Sharemind SQL is a relational database management system which uses Sharemind MPC to store and process the data. Sharemind SQL provides secure database querying and data processing. That allows sensitive data to be aggregated for providing insights while protecting confidentiality on individual record and field level. No single person or organization can unilaterally change the technically enforced privacy and confidentiality rules and all queries are logged and auditable.
Sharemind SQL queries are executed using secure multi-party computation which means data will not be decrypted while it is processed. This is true for all operations, from filters, grouping, joins, sorting and set intersections to all the implemented aggregation functions.

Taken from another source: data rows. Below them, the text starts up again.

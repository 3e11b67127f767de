//! Assistant runs.
//!
//! Creating a run submits it and, by default, waits for it to finish. Runs
//! cannot be modified; deleting one cancels it if it is still going.

use super::assistant::{parse_tools, ToolDeclaration};
use super::{found, parse_duration, split_import_id, unsupported_update, ManagedResource};
use crate::client::{ListMessagesQuery, OpenAiClient};
use crate::polling::PollOptions;
use crate::types::{CreateRunRequest, Metadata, ModifyMessageRequest, Run, RunStatus};
use crate::Result;
use async_trait::async_trait;
use tracing::{info, warn};

#[derive(Debug, Clone)]
pub struct RunConfig {
    pub thread_id: String,
    pub assistant_id: String,
    pub model: Option<String>,
    pub instructions: Option<String>,
    pub tools: Vec<ToolDeclaration>,
    pub metadata: Option<Metadata>,
    pub max_prompt_tokens: Option<u32>,
    pub max_completion_tokens: Option<u32>,
    pub wait_for_completion: bool,
    /// Duration string such as `5s`; defaults to the client's poll interval.
    pub polling_interval: Option<String>,
    /// Duration string such as `10m`; defaults to the client's run timeout.
    pub timeout: Option<String>,
}

impl Default for RunConfig {
    fn default() -> Self {
        Self {
            thread_id: String::new(),
            assistant_id: String::new(),
            model: None,
            instructions: None,
            tools: Vec::new(),
            metadata: None,
            max_prompt_tokens: None,
            max_completion_tokens: None,
            wait_for_completion: true,
            polling_interval: None,
            timeout: None,
        }
    }
}

impl RunConfig {
    fn poll_options(&self, base: PollOptions) -> Result<PollOptions> {
        let mut opts = base;
        if let Some(raw) = &self.polling_interval {
            opts = opts.with_interval(parse_duration(raw)?);
        }
        if let Some(raw) = &self.timeout {
            opts = opts.with_timeout(parse_duration(raw)?);
        }
        Ok(opts)
    }
}

#[derive(Debug, Clone, PartialEq)]
pub struct RunState {
    pub id: String,
    pub thread_id: String,
    pub assistant_id: String,
    pub status: RunStatus,
    pub model: Option<String>,
    pub created_at: i64,
    pub started_at: Option<i64>,
    pub completed_at: Option<i64>,
    pub cancelled_at: Option<i64>,
    pub failed_at: Option<i64>,
    pub expires_at: Option<i64>,
    pub last_error: Option<String>,
    pub metadata: Option<Metadata>,
    /// Latest assistant reply, filled in once the run has completed.
    pub response_content: Option<String>,
    /// Why the run stopped early, for incomplete runs.
    pub incomplete_details: Option<String>,
}

impl From<Run> for RunState {
    fn from(r: Run) -> Self {
        let incomplete_details = match r.status {
            RunStatus::Incomplete => Some(
                r.incomplete_details
                    .as_ref()
                    .and_then(|d| d.reason.clone())
                    .unwrap_or_else(|| "incomplete".to_string()),
            ),
            _ => None,
        };
        Self {
            id: r.id,
            thread_id: r.thread_id,
            assistant_id: r.assistant_id,
            status: r.status,
            model: r.model,
            created_at: r.created_at,
            started_at: r.started_at,
            completed_at: r.completed_at,
            cancelled_at: r.cancelled_at,
            failed_at: r.failed_at,
            expires_at: r.expires_at,
            last_error: r.last_error.map(|e| e.message),
            metadata: r.metadata,
            response_content: None,
            incomplete_details,
        }
    }
}

pub struct RunResource;

impl RunResource {
    /// Newest assistant message text in the run's thread.
    async fn latest_reply(client: &OpenAiClient, thread_id: &str, run_id: &str) -> Result<Option<String>> {
        let query = ListMessagesQuery {
            limit: Some(20),
            order: Some("desc".to_string()),
            after: None,
            run_id: Some(run_id.to_string()),
        };
        let messages = client.list_messages(thread_id, &query).await?;
        Ok(messages
            .iter()
            .filter(|m| m.role == "assistant")
            .find_map(|m| m.text().map(str::to_string)))
    }

    /// Tag the thread's newest message with the run that consumed it.
    async fn tag_latest_message(client: &OpenAiClient, thread_id: &str, run: &Run) {
        let query = ListMessagesQuery {
            limit: Some(1),
            order: Some("desc".to_string()),
            ..Default::default()
        };
        let latest = match client.list_messages(thread_id, &query).await {
            Ok(messages) => messages.into_iter().next(),
            Err(e) => {
                warn!(thread_id, run_id = %run.id, error = %e, "could not list messages to tag with run id");
                return;
            }
        };
        let Some(message) = latest else { return };

        let mut metadata = message.metadata.clone().unwrap_or_default();
        metadata.insert("run_id".to_string(), run.id.clone());
        metadata.insert("assistant_id".to_string(), run.assistant_id.clone());
        let req = ModifyMessageRequest {
            metadata: Some(metadata),
        };
        if let Err(e) = client.update_message(thread_id, &message.id, &req).await {
            warn!(thread_id, message_id = %message.id, error = %e, "failed to tag message with run id");
        }
    }

    async fn to_state(client: &OpenAiClient, run: Run) -> Result<RunState> {
        let completed = run.status == RunStatus::Completed;
        let mut state = RunState::from(run);
        if completed {
            state.response_content = Self::latest_reply(client, &state.thread_id, &state.id).await?;
        }
        Ok(state)
    }
}

#[async_trait]
impl ManagedResource for RunResource {
    type Config = RunConfig;
    type State = RunState;

    fn type_name(&self) -> &'static str {
        "openai_run"
    }

    async fn create(&self, client: &OpenAiClient, config: &RunConfig) -> Result<RunState> {
        let opts = config.poll_options(client.poll_options())?;
        let req = CreateRunRequest {
            assistant_id: config.assistant_id.clone(),
            model: config.model.clone(),
            instructions: config.instructions.clone(),
            tools: parse_tools(&config.tools)?,
            metadata: config.metadata.clone(),
            max_prompt_tokens: config.max_prompt_tokens,
            max_completion_tokens: config.max_completion_tokens,
        };
        let run = client.create_run(&config.thread_id, &req).await?;
        Self::tag_latest_message(client, &config.thread_id, &run).await;

        if !config.wait_for_completion {
            return Ok(run.into());
        }
        info!(
            run_id = %run.id,
            interval_ms = opts.interval.as_millis() as u64,
            timeout_ms = opts.timeout.as_millis() as u64,
            "waiting for run to complete"
        );
        let done = client.wait_for_run_with(&config.thread_id, &run.id, opts).await?;
        Self::to_state(client, done).await
    }

    async fn read(&self, client: &OpenAiClient, state: &RunState) -> Result<Option<RunState>> {
        match found(client.get_run(&state.thread_id, &state.id).await)? {
            Some(run) => Ok(Some(Self::to_state(client, run).await?)),
            None => Ok(None),
        }
    }

    async fn update(&self, _client: &OpenAiClient, _state: &RunState, _config: &RunConfig) -> Result<RunState> {
        Err(unsupported_update("openai_run"))
    }

    async fn delete(&self, client: &OpenAiClient, state: &RunState) -> Result<()> {
        client.cancel_run(&state.thread_id, &state.id).await
    }

    async fn import(&self, client: &OpenAiClient, import_id: &str) -> Result<Option<RunState>> {
        let (thread_id, run_id) = split_import_id(import_id, "openai_run", "thread_id/run_id")?;
        match found(client.get_run(thread_id, run_id).await)? {
            Some(run) => Ok(Some(Self::to_state(client, run).await?)),
            None => Ok(None),
        }
    }
}

#[cfg(test)]
mod tests {
    use super::*;
    use std::time::Duration;

    #[test]
    fn test_poll_options_from_config() {
        let cfg = RunConfig {
            polling_interval: Some("2s".into()),
            ..Default::default()
        };
        let opts = cfg.poll_options(PollOptions::default()).unwrap();
        assert_eq!(opts.interval, Duration::from_secs(2));
        assert_eq!(opts.timeout, Duration::from_secs(600));

        let cfg = RunConfig {
            timeout: Some("soon".into()),
            ..Default::default()
        };
        assert!(cfg.poll_options(PollOptions::default()).is_err());
        assert!(RunConfig::default().wait_for_completion);
    }

    #[test]
    fn test_incomplete_runs_record_details() {
        let run: Run = serde_json::from_value(serde_json::json!({
            "id": "run_1",
            "thread_id": "thread_1",
            "assistant_id": "asst_1",
            "status": "incomplete",
            "incomplete_details": {"reason": "max_prompt_tokens"}
        }))
        .unwrap();
        let state = RunState::from(run);
        assert_eq!(state.incomplete_details.as_deref(), Some("max_prompt_tokens"));
        assert!(state.response_content.is_none());
    }
}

Only the results of explicitly whitelisted queries will be declassified and returned to the client application. By permitting only safe queries we can keep individual records private while still allowing the business intelligence tool to create useful reports of the data. Sharemind SQL emulates the PostgreSQL protocol which allows it to be used with tools that support SQL through common APIs like JDBC and ODBC.
Integrating Sharemind SQL with the Knowage BI system
We decided to check how generic the Sharemind SQL engine really is. The best way for that would be to let an actual BI system use it as its backend. This is the best time to introduce Maxdata, the Portuguese company developing laboratory software for hospitals. We were able to collaborate with them to pick the BI tool and a scenario. Maxdata even provided us with synthetic data to run tests with.
Together, we picked Knowage, as it is a successor to SpagoBI - a BI suite that Maxdata uses. We configured Knowage with the Sharemind MPC backend over the PostgreSQL-compatible JDBC driver. Then, it was importing the data, configuring data sources and off to make the graphs. See the below video for a screencast on how this worked out.
Using Knowage with Sharemind SQL
Incompatibilities between BI systems and privacy-preserving query systems
Sharemind MPC is unique in the way that it doesn't want even the analyst to learn individual values. Analysts can combine the data collected from multiple sources, but never see it in detail. That's why the SQL engine working on Sharemind MPC does not return raw records. This is a challenge for BI systems that are used to getting raw data and working on it themselves. Fortunately, Knowage is flexible enough to accept that it won't get raw records and it has a useful option to skip internal caching and let Sharemind MPC do the aggregations.
The second aspect is query restriction - you may want to allow certain queries to return values and prevent others from doing so. For this, Sharemind's SQL engine includes a query whitelist option. All whitelisted queries return data, but others return zero rows. This allows our SQL engine to trick the BI engines into thinking that there are no records when they try to cache the data in the system, but return data when aggregated results are requested.
Conclusions
We learned a lot in the process of implementing SQL for Sharemind MPC. At the current development stage the product enables creating proof of concept projects for privacy-sensitive use cases. We will continue working on it, so developers using SQL can create privacy-preserving workflows with novel technical guarantees. In addition, we also made SQL usable from inside SecreC applications where it can be a huge shortcut for ETL tasks inside custom SecreC programs.
The other important lesson here was that while existing analytics systems are not designed for privacy, we can still get them to respect it. As usual, we encourage organizations and people to use and benefit from the emerging Privacy Enhancing Technologies by securing their confidential data.